## TASK GOAL
Provide the number of lines in the entries below containing "Result", with no further words.

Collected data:
*** Block opens ***

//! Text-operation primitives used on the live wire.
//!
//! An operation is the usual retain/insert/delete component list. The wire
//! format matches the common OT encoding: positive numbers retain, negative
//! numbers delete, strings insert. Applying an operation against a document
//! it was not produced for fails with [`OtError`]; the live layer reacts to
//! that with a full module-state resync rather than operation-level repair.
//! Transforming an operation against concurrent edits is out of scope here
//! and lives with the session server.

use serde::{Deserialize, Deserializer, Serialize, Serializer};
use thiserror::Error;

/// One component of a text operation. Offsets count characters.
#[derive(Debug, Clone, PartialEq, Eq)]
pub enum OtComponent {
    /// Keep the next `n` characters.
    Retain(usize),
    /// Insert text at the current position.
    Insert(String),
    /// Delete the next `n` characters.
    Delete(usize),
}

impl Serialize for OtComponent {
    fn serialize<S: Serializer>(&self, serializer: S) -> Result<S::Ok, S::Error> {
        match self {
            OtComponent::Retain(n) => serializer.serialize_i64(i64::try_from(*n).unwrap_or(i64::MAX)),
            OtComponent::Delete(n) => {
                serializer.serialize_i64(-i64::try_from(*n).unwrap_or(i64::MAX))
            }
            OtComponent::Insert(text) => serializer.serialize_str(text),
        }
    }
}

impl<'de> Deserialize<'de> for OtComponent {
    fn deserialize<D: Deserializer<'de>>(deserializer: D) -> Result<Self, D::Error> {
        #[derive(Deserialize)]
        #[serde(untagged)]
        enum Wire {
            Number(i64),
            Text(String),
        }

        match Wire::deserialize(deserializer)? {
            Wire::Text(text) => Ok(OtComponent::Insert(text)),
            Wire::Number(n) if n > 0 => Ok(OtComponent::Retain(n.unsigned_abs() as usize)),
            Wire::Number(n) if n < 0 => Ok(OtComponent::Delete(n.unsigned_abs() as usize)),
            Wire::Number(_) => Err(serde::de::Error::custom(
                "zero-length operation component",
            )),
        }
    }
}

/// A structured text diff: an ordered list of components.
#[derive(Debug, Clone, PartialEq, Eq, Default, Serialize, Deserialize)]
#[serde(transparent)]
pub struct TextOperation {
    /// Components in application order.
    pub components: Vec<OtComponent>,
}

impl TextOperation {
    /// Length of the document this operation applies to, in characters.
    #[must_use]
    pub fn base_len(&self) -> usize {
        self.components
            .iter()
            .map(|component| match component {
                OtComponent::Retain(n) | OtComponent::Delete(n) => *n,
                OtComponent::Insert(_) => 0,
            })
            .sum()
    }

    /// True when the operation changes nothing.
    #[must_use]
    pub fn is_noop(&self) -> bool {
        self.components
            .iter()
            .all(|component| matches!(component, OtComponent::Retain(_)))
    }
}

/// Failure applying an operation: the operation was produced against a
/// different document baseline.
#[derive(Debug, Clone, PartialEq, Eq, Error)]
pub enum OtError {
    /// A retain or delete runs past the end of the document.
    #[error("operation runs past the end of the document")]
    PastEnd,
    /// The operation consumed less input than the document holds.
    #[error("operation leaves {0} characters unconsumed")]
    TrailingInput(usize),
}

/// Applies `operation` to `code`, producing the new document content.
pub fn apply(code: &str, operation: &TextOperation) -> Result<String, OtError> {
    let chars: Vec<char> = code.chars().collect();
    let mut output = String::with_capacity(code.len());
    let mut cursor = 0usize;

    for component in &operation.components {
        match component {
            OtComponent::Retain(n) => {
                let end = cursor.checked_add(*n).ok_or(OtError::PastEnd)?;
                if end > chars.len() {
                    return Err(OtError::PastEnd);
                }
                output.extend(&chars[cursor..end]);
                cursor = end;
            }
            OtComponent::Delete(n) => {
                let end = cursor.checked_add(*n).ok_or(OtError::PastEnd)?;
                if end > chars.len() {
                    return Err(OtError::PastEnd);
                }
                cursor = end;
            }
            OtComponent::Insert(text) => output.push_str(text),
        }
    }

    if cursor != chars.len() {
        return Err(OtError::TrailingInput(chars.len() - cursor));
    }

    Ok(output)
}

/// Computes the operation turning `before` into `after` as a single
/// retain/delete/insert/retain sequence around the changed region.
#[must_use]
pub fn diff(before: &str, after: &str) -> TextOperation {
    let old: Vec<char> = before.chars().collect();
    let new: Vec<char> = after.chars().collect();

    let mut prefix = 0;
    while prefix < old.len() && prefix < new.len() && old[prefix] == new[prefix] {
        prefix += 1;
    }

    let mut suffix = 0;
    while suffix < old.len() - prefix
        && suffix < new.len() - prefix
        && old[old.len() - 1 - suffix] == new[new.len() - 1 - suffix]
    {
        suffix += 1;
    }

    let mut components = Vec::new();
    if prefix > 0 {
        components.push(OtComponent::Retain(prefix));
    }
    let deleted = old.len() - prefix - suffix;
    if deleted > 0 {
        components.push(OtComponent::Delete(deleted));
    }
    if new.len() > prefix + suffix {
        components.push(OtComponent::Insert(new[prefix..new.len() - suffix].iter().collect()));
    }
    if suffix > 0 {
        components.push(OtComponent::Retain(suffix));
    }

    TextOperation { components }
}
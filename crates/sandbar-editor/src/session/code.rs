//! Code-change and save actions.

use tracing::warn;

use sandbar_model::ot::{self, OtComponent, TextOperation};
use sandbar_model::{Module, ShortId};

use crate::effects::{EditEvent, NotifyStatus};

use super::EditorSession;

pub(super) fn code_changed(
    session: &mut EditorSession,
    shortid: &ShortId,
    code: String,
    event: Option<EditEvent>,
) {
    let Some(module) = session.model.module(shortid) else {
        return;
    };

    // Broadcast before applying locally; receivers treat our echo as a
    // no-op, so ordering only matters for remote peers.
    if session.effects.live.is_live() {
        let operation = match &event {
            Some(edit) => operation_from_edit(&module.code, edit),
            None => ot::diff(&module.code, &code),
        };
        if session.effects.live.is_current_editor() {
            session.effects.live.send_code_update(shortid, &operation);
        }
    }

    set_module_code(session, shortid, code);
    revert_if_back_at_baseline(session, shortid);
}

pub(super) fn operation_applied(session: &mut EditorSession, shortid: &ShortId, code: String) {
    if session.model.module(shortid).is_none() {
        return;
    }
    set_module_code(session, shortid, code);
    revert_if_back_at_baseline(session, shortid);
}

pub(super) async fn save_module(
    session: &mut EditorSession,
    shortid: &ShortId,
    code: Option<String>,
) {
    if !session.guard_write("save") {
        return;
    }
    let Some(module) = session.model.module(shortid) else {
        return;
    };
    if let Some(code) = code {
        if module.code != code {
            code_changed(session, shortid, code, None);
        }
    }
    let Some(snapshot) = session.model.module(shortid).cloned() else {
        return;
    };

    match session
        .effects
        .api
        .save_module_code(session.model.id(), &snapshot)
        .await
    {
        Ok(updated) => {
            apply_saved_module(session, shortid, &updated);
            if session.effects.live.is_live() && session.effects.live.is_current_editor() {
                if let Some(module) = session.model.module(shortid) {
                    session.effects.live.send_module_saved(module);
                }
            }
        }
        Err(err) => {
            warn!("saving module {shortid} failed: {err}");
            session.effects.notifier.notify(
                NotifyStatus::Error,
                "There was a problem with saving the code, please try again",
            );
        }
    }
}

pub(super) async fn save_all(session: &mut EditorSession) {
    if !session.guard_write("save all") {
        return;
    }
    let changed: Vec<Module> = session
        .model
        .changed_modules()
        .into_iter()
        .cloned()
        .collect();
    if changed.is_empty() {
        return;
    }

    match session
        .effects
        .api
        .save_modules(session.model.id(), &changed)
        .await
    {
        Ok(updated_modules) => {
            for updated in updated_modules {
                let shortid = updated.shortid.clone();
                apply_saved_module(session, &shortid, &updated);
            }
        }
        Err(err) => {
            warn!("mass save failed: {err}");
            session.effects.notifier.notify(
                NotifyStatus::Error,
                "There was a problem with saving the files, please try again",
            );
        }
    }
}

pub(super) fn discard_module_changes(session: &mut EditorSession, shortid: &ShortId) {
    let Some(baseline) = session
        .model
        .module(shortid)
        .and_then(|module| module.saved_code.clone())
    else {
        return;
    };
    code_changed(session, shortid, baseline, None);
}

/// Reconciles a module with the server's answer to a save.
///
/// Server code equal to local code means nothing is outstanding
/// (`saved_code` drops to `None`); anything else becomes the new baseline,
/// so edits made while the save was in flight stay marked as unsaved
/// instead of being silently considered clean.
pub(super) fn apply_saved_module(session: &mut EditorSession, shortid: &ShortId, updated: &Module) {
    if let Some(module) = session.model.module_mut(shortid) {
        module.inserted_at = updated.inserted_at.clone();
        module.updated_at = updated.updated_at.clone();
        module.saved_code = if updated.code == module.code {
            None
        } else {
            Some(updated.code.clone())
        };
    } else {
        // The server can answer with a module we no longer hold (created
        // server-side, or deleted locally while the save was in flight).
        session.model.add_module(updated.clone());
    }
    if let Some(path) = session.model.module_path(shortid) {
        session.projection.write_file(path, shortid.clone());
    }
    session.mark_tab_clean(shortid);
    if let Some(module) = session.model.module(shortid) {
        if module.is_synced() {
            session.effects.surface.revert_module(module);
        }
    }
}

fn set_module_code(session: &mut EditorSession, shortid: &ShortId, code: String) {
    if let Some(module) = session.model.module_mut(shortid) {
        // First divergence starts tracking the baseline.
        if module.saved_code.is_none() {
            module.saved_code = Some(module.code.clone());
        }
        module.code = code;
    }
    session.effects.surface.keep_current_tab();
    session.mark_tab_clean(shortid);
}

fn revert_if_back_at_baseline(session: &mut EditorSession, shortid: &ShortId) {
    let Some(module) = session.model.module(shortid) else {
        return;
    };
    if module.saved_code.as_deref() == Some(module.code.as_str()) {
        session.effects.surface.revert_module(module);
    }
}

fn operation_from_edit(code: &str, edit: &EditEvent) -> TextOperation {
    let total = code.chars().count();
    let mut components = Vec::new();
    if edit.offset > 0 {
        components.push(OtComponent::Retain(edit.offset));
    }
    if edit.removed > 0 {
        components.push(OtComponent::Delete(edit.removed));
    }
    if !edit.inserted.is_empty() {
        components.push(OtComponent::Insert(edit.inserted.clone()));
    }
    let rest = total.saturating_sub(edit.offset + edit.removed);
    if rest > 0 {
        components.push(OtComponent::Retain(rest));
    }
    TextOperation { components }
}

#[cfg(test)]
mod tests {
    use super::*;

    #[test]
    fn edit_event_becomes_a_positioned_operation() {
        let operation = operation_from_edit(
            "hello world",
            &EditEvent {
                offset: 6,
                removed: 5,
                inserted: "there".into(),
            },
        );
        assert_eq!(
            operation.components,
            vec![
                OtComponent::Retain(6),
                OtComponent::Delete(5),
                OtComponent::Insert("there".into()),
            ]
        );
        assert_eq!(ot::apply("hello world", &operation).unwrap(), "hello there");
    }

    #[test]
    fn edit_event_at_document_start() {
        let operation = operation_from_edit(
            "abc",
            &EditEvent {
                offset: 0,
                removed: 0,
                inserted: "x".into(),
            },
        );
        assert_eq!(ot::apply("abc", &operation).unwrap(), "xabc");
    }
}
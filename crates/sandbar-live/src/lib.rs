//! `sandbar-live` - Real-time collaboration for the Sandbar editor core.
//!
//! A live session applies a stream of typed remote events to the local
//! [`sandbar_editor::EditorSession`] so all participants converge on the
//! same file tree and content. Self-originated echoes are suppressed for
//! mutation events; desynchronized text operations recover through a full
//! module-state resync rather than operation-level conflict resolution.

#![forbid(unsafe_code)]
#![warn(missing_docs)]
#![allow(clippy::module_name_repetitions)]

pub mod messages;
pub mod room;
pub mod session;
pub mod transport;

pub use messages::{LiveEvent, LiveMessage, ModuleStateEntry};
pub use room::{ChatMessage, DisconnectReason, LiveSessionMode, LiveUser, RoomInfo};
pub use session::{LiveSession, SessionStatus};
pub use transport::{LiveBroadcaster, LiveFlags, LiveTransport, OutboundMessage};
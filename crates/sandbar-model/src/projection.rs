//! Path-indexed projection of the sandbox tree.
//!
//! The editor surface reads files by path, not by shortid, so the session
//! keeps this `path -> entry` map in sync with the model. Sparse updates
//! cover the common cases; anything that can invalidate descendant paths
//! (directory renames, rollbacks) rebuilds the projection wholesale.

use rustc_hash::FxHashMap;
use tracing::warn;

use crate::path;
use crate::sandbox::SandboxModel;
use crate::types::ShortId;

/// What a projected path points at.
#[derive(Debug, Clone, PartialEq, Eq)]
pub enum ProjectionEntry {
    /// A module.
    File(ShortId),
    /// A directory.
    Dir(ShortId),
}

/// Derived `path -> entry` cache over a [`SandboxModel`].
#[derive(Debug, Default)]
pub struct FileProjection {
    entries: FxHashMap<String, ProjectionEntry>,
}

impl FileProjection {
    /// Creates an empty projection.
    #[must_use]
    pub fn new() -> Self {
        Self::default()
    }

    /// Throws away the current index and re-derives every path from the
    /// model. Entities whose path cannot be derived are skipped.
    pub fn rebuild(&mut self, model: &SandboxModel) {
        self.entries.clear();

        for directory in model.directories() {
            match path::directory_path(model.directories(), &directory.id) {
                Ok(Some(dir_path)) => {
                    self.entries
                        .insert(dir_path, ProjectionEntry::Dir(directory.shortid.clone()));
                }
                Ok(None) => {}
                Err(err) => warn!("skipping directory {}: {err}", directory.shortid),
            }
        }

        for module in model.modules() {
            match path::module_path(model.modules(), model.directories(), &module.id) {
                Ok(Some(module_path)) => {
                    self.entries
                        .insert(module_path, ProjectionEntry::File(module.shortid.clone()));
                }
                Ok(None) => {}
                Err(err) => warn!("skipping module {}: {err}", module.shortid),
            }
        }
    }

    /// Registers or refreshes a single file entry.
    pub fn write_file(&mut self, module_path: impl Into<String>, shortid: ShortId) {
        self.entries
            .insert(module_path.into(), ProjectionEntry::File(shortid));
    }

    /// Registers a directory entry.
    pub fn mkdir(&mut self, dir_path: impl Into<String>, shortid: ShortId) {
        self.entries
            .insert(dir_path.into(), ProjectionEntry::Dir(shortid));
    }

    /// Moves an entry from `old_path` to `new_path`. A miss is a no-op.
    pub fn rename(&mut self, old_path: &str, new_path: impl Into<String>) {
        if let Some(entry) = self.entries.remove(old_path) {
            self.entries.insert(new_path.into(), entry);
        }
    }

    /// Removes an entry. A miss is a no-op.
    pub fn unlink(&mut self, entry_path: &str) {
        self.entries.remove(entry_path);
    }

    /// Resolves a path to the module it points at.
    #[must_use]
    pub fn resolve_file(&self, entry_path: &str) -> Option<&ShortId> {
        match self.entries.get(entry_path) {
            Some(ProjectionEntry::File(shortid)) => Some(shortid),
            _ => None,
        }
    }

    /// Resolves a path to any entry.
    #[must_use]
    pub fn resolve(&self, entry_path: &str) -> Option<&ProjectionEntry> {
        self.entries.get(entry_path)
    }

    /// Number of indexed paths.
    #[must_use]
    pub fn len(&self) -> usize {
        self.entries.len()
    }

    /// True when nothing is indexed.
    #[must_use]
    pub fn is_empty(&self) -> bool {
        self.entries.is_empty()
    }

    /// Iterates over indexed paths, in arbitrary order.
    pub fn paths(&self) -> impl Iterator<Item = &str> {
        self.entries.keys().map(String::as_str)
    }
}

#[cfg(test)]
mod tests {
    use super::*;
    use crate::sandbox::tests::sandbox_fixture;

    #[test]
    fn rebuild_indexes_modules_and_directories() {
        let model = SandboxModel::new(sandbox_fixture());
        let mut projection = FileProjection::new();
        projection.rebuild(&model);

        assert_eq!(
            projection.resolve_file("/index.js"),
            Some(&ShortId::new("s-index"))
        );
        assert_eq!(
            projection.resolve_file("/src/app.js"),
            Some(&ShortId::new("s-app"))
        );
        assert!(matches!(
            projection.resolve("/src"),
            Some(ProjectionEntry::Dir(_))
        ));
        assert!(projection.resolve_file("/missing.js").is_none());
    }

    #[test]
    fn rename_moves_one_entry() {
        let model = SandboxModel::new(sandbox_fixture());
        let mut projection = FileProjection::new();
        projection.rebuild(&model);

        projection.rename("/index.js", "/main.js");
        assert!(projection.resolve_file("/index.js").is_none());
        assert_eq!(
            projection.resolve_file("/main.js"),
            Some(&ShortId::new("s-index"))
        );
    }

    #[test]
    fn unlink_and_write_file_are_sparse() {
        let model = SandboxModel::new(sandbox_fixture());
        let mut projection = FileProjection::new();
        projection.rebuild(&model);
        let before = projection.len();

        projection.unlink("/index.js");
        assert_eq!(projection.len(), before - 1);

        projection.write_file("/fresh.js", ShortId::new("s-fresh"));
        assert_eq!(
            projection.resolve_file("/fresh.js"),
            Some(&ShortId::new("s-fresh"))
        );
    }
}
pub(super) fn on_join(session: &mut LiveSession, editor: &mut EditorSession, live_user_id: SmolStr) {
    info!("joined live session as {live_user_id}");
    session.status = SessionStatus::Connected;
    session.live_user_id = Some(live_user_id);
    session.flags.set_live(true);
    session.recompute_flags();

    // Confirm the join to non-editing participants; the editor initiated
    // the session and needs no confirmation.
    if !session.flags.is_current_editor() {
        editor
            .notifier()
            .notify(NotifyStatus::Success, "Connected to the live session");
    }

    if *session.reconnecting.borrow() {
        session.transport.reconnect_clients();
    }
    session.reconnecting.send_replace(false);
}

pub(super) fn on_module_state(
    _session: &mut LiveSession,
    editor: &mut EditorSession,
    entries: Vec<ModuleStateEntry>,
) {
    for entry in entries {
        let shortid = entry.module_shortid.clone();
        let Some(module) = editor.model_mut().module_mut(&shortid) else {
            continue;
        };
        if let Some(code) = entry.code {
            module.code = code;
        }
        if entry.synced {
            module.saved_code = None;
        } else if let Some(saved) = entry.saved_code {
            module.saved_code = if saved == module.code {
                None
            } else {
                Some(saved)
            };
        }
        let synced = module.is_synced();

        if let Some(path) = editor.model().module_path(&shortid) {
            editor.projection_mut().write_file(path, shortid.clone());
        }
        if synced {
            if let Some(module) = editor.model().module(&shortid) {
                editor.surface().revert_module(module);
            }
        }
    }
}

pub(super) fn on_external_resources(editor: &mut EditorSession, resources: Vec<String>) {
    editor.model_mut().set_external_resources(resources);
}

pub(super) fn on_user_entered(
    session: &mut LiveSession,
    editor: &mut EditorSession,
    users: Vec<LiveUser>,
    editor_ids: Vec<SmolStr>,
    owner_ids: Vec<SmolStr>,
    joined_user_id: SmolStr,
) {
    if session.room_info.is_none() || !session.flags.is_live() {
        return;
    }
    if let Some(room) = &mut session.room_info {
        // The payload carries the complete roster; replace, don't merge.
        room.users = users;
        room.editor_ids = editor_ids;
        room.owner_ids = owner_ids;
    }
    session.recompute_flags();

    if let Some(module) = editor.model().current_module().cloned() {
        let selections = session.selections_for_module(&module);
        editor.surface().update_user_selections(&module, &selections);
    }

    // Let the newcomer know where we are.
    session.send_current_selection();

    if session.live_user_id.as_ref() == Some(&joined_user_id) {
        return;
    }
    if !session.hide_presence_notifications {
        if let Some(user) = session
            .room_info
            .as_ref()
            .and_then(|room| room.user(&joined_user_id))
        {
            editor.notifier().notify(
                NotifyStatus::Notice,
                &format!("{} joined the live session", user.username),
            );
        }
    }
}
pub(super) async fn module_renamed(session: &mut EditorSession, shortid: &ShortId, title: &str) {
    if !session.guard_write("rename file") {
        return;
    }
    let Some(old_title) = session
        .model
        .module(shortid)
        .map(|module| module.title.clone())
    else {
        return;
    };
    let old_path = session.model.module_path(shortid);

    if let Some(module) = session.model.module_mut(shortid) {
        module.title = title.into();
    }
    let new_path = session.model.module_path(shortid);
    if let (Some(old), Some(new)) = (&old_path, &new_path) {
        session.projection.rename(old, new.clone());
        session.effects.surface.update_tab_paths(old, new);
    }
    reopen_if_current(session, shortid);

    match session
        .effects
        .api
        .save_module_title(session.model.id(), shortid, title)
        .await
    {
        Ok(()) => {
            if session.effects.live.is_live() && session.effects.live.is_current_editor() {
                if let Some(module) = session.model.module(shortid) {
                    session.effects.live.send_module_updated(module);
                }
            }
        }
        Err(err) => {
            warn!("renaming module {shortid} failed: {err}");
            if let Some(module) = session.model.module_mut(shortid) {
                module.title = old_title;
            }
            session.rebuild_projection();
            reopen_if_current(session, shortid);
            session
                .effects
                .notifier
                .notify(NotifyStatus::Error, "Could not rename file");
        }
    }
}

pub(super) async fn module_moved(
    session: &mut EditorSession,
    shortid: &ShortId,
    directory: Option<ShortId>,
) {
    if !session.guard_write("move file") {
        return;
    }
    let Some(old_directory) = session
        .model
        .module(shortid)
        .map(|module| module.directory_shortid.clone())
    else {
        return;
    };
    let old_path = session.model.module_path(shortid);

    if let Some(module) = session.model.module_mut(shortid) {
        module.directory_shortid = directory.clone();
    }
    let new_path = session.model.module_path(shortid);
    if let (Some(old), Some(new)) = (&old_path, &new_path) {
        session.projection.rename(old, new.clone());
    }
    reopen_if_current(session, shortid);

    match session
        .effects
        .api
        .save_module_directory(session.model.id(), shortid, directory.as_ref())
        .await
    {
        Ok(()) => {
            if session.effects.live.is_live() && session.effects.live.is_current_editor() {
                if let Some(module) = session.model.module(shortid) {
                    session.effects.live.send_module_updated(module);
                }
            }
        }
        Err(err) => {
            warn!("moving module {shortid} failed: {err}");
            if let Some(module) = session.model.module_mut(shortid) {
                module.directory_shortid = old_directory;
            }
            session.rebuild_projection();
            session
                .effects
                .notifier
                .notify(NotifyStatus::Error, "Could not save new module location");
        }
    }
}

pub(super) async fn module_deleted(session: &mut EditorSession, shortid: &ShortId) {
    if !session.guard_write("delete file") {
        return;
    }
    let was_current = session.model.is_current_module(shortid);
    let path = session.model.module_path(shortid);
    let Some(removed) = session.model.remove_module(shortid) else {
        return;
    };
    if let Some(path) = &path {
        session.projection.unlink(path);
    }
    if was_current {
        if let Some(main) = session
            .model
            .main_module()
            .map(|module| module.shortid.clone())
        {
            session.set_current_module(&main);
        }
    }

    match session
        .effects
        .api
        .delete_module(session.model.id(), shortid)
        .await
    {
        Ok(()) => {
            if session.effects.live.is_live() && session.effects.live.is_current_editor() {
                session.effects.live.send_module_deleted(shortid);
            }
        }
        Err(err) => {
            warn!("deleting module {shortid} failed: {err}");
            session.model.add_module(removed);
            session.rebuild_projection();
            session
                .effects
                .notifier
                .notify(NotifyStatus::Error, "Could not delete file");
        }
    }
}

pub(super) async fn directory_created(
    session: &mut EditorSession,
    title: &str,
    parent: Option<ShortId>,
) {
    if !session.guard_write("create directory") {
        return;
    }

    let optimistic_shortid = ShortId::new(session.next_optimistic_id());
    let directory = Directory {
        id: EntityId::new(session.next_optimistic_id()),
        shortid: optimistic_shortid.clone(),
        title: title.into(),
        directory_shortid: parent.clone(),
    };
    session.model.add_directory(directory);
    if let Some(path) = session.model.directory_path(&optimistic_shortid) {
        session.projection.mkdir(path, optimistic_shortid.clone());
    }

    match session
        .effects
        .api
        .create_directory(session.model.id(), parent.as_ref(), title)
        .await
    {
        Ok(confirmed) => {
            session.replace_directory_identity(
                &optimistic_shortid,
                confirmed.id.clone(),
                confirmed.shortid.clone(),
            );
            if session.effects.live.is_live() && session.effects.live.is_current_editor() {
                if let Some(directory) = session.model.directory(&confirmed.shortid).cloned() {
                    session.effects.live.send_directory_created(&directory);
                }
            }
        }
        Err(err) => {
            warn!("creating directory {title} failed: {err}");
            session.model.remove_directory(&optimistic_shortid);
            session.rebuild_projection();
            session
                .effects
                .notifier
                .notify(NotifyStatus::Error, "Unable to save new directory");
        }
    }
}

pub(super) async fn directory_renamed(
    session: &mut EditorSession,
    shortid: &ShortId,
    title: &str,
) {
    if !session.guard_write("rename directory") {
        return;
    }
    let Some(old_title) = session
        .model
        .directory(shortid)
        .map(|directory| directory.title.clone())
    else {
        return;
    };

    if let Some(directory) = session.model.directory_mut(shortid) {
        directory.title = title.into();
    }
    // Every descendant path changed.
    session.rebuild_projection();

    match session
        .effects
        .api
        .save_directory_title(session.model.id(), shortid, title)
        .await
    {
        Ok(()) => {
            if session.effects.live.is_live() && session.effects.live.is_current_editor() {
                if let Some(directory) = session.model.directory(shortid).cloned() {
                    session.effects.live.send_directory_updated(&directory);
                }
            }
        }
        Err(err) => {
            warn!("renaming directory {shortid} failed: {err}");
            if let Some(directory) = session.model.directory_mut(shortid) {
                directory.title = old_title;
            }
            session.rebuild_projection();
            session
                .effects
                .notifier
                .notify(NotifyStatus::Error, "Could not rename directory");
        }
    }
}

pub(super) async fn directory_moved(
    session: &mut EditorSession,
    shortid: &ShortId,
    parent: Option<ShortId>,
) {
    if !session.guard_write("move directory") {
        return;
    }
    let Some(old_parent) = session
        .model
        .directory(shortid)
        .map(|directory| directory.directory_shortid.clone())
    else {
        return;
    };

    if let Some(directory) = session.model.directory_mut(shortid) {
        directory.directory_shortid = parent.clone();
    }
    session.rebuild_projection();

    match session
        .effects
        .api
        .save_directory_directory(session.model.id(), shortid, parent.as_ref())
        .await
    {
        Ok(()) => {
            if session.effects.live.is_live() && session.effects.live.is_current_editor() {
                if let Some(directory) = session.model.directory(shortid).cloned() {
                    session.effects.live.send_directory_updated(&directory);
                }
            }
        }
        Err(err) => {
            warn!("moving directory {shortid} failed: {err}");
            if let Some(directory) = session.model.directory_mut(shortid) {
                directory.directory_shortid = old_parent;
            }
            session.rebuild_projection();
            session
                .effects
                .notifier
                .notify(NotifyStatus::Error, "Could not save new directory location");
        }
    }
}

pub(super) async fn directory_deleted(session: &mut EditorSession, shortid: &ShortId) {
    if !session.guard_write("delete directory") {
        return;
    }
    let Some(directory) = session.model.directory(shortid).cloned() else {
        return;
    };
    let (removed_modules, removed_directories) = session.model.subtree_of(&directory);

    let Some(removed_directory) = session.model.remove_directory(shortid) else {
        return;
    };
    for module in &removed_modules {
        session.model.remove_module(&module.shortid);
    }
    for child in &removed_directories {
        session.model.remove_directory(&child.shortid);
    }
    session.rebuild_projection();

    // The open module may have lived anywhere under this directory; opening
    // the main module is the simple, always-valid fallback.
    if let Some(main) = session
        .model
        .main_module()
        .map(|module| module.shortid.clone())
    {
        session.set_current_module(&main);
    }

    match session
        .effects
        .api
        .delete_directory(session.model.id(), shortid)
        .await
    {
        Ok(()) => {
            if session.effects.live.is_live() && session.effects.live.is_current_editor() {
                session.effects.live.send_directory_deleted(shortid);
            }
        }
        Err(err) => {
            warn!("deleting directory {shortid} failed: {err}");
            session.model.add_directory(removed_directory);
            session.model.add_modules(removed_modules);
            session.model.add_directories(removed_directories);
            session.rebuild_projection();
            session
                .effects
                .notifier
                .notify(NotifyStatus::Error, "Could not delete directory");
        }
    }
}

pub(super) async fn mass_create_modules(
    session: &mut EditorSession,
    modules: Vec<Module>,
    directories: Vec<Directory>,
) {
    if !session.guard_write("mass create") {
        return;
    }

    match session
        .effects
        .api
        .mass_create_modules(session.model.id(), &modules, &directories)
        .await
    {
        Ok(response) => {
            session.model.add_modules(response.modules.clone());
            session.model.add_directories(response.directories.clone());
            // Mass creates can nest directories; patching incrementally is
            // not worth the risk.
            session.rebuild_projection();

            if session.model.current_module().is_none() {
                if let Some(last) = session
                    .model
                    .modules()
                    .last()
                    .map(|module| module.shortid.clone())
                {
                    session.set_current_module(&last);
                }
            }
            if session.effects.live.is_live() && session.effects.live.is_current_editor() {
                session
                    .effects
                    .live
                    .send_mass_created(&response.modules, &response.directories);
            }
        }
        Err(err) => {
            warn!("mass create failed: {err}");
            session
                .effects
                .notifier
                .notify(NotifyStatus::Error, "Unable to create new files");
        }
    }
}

*** Block closes ***

## THE ANSWER
3